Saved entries
—————

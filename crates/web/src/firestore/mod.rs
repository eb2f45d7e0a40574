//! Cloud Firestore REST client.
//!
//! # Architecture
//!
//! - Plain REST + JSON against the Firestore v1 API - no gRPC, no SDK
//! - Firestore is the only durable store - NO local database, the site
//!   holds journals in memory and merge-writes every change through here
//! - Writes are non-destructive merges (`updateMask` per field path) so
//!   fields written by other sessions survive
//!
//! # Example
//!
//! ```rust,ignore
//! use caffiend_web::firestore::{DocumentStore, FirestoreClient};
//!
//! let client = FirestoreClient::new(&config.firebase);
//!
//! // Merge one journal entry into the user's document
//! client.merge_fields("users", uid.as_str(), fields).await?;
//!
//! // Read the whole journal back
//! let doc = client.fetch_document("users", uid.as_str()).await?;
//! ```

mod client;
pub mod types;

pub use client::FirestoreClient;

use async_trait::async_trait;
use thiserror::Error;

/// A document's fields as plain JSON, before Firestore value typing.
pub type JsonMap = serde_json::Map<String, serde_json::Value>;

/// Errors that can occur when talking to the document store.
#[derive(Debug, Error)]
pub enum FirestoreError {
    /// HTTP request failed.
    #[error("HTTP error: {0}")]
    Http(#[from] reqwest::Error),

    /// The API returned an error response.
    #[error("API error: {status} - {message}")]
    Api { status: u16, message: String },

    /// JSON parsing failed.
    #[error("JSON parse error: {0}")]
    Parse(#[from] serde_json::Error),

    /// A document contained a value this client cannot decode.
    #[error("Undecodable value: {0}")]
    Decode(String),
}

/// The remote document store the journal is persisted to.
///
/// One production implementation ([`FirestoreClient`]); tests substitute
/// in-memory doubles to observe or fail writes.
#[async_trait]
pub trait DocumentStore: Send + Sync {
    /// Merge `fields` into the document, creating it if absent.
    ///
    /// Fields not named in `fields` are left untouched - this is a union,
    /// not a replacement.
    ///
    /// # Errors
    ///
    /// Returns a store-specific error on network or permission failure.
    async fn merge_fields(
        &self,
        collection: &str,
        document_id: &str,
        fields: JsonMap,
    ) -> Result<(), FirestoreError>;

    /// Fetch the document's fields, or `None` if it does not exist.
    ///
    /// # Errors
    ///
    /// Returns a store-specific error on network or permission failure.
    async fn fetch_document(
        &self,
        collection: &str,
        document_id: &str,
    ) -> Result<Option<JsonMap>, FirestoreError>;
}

—————

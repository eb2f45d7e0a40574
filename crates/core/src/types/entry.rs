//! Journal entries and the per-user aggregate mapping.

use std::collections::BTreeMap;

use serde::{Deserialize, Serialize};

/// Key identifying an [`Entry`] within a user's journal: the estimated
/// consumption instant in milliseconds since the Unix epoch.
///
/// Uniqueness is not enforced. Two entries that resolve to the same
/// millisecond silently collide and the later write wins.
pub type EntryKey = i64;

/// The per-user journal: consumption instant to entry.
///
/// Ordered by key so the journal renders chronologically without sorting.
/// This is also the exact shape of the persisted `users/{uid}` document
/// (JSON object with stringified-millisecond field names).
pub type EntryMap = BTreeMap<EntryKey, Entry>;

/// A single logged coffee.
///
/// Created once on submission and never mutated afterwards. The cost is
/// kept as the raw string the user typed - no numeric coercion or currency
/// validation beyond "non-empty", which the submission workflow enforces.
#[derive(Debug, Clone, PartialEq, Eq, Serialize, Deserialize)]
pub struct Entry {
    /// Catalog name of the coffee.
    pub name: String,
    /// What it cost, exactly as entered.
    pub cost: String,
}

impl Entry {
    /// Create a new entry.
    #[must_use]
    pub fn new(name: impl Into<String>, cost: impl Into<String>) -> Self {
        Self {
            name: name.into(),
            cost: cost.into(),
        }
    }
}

—————

GOAL OF THE EXERCISE:
Using the entries above, copy out all lines that contain the string "derive".

RESPONSE TO THE TASK:
#[derive(Debug, Error)]
#[derive(Debug, Clone, PartialEq, Eq, Serialize, Deserialize)]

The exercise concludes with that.